Both underestimation and overestimation of sleep duration predict mortality in older men with sleep disturbances
摘要
While overestimation of sleep duration is associated with increased all-cause mortality in community-dwelling older men, underestimation of sleep duration may have a protective effect. However, this effect could be overwhelmed by concurrent sleep disturbances. Therefore, we examined whether underestimation and overestimation of sleep duration predict mortality risk in older men with sleep disturbances.
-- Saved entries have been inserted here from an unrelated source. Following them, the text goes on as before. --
use super::*;
use proptest::prelude::*;

#[test]
fn advance_single_line() {
    let loc = SourceLocation::ZERO.advance("class");
    assert_eq!(loc, SourceLocation::new(5, 0, 5));
}

#[test]
fn advance_over_newline_resets_column() {
    let loc = SourceLocation::new(3, 0, 3).advance("a\nbc");
    assert_eq!(loc, SourceLocation::new(7, 1, 2));
}

#[test]
fn crlf_is_one_line_break() {
    let loc = SourceLocation::ZERO.advance("\r\nx");
    assert_eq!(loc, SourceLocation::new(3, 1, 1));
}

#[test]
fn lone_carriage_return_breaks_line() {
    let loc = SourceLocation::ZERO.advance("\rx");
    assert_eq!(loc, SourceLocation::new(2, 1, 1));
}

#[test]
fn advance_counts_chars_not_bytes() {
    let loc = SourceLocation::ZERO.advance("é=");
    assert_eq!(loc.absolute_index, 2);
    assert_eq!(char_len("é="), 2);
}

#[test]
fn display_is_one_based() {
    assert_eq!(SourceLocation::new(12, 2, 4).to_string(), "3:5");
    assert_eq!(format!("{:?}", SourceLocation::new(12, 2, 4)), "(12:2,4)");
}

proptest! {
    #[test]
    fn advance_is_additive(a in "[a-z \n]{0,20}", b in "[a-z \n]{0,20}") {
        let joined = format!("{a}{b}");
        let stepwise = SourceLocation::ZERO.advance(&a).advance(&b);
        prop_assert_eq!(stepwise, SourceLocation::ZERO.advance(&joined));
    }

    #[test]
    fn absolute_index_tracks_char_count(text in "\\PC{0,40}") {
        let loc = SourceLocation::ZERO.advance(&text);
        prop_assert_eq!(loc.absolute_index, char_len(&text));
    }
}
We analyzed data from 813 participants with sleep disturbance (Pittsburgh Sleep Quality Index > 5) who were not taking medications affecting sleep perception or duration from the Osteoporotic Fractures in Men Sleep Study. Sleep duration discrepancy was quantified using the misperception index (MI). Participants were categorized into high MI (underestimation), intermediate MI (reference), and low MI (overestimation) groups using quartiles. We evaluated the associations of high and low MI with all-cause mortality using Cox proportional hazard model. Overall, 502 deaths (61.7%) were reported during median follow-up of 11.9 years. We found that both high (hazard ratio [HR] = 1.26; 95% confidential interval [CI], 1.01–1.58) and low (HR = 1.42; 95% CI, 1.13–1.78) MI were associated with increased mortality risk after adjusting for demographic, health, and sleep covariates. These findings indicate that both overestimation and underestimation of sleep may be useful for mortality risk assessment in older men with sleep disturbances.